- **Exercise aim**
Return each entry unchanged.

- **Supplied information**
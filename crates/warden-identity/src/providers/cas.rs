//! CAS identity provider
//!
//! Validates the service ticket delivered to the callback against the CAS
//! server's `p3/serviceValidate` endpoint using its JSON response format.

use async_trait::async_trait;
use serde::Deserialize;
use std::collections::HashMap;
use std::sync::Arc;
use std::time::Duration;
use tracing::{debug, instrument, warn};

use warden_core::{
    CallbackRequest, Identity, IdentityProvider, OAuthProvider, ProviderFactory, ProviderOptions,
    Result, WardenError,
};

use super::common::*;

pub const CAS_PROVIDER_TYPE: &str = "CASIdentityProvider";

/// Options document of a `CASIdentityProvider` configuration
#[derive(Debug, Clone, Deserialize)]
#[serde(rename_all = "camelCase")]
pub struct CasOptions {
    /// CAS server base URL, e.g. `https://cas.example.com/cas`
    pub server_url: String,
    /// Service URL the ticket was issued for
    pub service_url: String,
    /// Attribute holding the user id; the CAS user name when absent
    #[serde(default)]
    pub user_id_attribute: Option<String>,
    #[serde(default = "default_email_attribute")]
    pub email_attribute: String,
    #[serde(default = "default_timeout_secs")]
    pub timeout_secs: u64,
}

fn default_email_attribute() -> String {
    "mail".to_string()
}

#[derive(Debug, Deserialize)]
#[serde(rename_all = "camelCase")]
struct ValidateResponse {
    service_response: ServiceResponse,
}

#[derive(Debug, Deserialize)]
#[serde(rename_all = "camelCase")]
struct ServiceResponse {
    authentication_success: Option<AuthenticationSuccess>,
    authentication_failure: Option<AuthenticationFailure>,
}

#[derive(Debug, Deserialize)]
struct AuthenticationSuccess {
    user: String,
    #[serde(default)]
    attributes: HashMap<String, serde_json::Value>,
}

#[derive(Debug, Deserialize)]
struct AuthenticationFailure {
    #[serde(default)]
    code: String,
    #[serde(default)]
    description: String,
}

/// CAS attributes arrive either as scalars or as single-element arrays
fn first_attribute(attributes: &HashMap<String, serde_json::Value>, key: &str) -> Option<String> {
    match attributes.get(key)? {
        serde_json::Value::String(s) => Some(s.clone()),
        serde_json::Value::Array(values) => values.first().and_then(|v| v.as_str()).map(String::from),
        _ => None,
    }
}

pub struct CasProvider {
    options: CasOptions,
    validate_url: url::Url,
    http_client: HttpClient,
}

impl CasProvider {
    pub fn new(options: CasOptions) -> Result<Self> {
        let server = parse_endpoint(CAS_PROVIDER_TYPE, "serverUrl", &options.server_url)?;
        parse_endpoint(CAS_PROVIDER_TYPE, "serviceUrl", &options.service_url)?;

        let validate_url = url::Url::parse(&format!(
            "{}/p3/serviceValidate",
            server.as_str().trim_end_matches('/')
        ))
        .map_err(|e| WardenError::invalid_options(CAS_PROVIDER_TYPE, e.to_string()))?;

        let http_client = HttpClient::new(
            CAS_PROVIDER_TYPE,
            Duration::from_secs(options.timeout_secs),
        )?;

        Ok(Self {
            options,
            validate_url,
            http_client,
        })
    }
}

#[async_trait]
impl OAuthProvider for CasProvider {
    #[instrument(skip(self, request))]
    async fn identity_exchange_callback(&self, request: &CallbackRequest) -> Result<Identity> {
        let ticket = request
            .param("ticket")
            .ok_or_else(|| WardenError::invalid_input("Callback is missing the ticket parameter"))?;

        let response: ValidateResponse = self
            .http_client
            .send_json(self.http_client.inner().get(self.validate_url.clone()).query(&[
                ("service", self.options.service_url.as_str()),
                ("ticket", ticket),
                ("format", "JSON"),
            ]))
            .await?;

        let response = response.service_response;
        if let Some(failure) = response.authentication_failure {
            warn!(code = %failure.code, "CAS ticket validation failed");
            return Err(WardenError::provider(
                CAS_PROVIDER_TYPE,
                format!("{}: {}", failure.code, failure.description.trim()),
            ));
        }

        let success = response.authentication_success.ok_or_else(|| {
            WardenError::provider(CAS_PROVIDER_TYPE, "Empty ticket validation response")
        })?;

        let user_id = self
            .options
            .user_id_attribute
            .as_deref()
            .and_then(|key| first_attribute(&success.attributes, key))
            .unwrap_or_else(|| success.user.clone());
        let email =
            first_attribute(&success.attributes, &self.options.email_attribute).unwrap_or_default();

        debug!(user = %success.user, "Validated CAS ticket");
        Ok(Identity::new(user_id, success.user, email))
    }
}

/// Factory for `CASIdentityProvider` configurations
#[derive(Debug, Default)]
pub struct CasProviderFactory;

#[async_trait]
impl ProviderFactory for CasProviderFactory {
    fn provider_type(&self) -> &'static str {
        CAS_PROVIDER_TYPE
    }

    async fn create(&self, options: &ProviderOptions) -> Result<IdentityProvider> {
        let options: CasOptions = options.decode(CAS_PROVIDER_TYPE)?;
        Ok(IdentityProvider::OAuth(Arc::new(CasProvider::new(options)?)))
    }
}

- **Answer space**
filename crates/warden-identity/src/providers/cas.rs
//! CAS identity provider
//!
//! Validates the service ticket delivered to the callback against the CAS
//! server's `p3/serviceValidate` endpoint using its JSON response format.

use async_trait::async_trait;
use serde::Deserialize;
use std::collections::HashMap;
use std::sync::Arc;
use std::time::Duration;
use tracing::{debug, instrument, warn};

use warden_core::{
    CallbackRequest, Identity, IdentityProvider, OAuthProvider, ProviderFactory, ProviderOptions,
    Result, WardenError,
};

use super::common::*;

pub const CAS_PROVIDER_TYPE: &str = "CASIdentityProvider";

/// Options document of a `CASIdentityProvider` configuration
#[derive(Debug, Clone, Deserialize)]
#[serde(rename_all = "camelCase")]
pub struct CasOptions {
    /// CAS server base URL, e.g. `https://cas.example.com/cas`
    pub server_url: String,
    /// Service URL the ticket was issued for
    pub service_url: String,
    /// Attribute holding the user id; the CAS user name when absent
    #[serde(default)]
    pub user_id_attribute: Option<String>,
    #[serde(default = "default_email_attribute")]
    pub email_attribute: String,
    #[serde(default = "default_timeout_secs")]
    pub timeout_secs: u64,
}

fn default_email_attribute() -> String {
    "mail".to_string()
}

#[derive(Debug, Deserialize)]
#[serde(rename_all = "camelCase")]
struct ValidateResponse {
    service_response: ServiceResponse,
}

#[derive(Debug, Deserialize)]
#[serde(rename_all = "camelCase")]
struct ServiceResponse {
    authentication_success: Option<AuthenticationSuccess>,
    authentication_failure: Option<AuthenticationFailure>,
}

#[derive(Debug, Deserialize)]
struct AuthenticationSuccess {
    user: String,
    #[serde(default)]
    attributes: HashMap<String, serde_json::Value>,
}

#[derive(Debug, Deserialize)]
struct AuthenticationFailure {
    #[serde(default)]
    code: String,
    #[serde(default)]
    description: String,
}

/// CAS attributes arrive either as scalars or as single-element arrays
fn first_attribute(attributes: &HashMap<String, serde_json::Value>, key: &str) -> Option<String> {
    match attributes.get(key)? {
        serde_json::Value::String(s) => Some(s.clone()),
        serde_json::Value::Array(values) => values.first().and_then(|v| v.as_str()).map(String::from),
        _ => None,
    }
}

pub struct CasProvider {
    options: CasOptions,
    validate_url: url::Url,
    http_client: HttpClient,
}

impl CasProvider {
    pub fn new(options: CasOptions) -> Result<Self> {
        let server = parse_endpoint(CAS_PROVIDER_TYPE, "serverUrl", &options.server_url)?;
        parse_endpoint(CAS_PROVIDER_TYPE, "serviceUrl", &options.service_url)?;

        let validate_url = url::Url::parse(&format!(
            "{}/p3/serviceValidate",
            server.as_str().trim_end_matches('/')
        ))
        .map_err(|e| WardenError::invalid_options(CAS_PROVIDER_TYPE, e.to_string()))?;

        let http_client = HttpClient::new(
            CAS_PROVIDER_TYPE,
            Duration::from_secs(options.timeout_secs),
        )?;

        Ok(Self {
            options,
            validate_url,
            http_client,
        })
    }
}

#[async_trait]
impl OAuthProvider for CasProvider {
    #[instrument(skip(self, request))]
    async fn identity_exchange_callback(&self, request: &CallbackRequest) -> Result<Identity> {
        let ticket = request
            .param("ticket")
            .ok_or_else(|| WardenError::invalid_input("Callback is missing the ticket parameter"))?;

        let response: ValidateResponse = self
            .http_client
            .send_json(self.http_client.inner().get(self.validate_url.clone()).query(&[
                ("service", self.options.service_url.as_str()),
                ("ticket", ticket),
                ("format", "JSON"),
            ]))
            .await?;

        let response = response.service_response;
        if let Some(failure) = response.authentication_failure {
            warn!(code = %failure.code, "CAS ticket validation failed");
            return Err(WardenError::provider(
                CAS_PROVIDER_TYPE,
                format!("{}: {}", failure.code, failure.description.trim()),
            ));
        }

        let success = response.authentication_success.ok_or_else(|| {
            WardenError::provider(CAS_PROVIDER_TYPE, "Empty ticket validation response")
        })?;

        let user_id = self
            .options
            .user_id_attribute
            .as_deref()
            .and_then(|key| first_attribute(&success.attributes, key))
            .unwrap_or_else(|| success.user.clone());
        let email =
            first_attribute(&success.attributes, &self.options.email_attribute).unwrap_or_default();

        debug!(user = %success.user, "Validated CAS ticket");
        Ok(Identity::new(user_id, success.user, email))
    }
}

/// Factory for `CASIdentityProvider` configurations
#[derive(Debug, Default)]
pub struct CasProviderFactory;

#[async_trait]
impl ProviderFactory for CasProviderFactory {
    fn provider_type(&self) -> &'static str {
        CAS_PROVIDER_TYPE
    }

    async fn create(&self, options: &ProviderOptions) -> Result<IdentityProvider> {
        let options: CasOptions = options.decode(CAS_PROVIDER_TYPE)?;
        Ok(IdentityProvider::OAuth(Arc::new(CasProvider::new(options)?)))
    }
}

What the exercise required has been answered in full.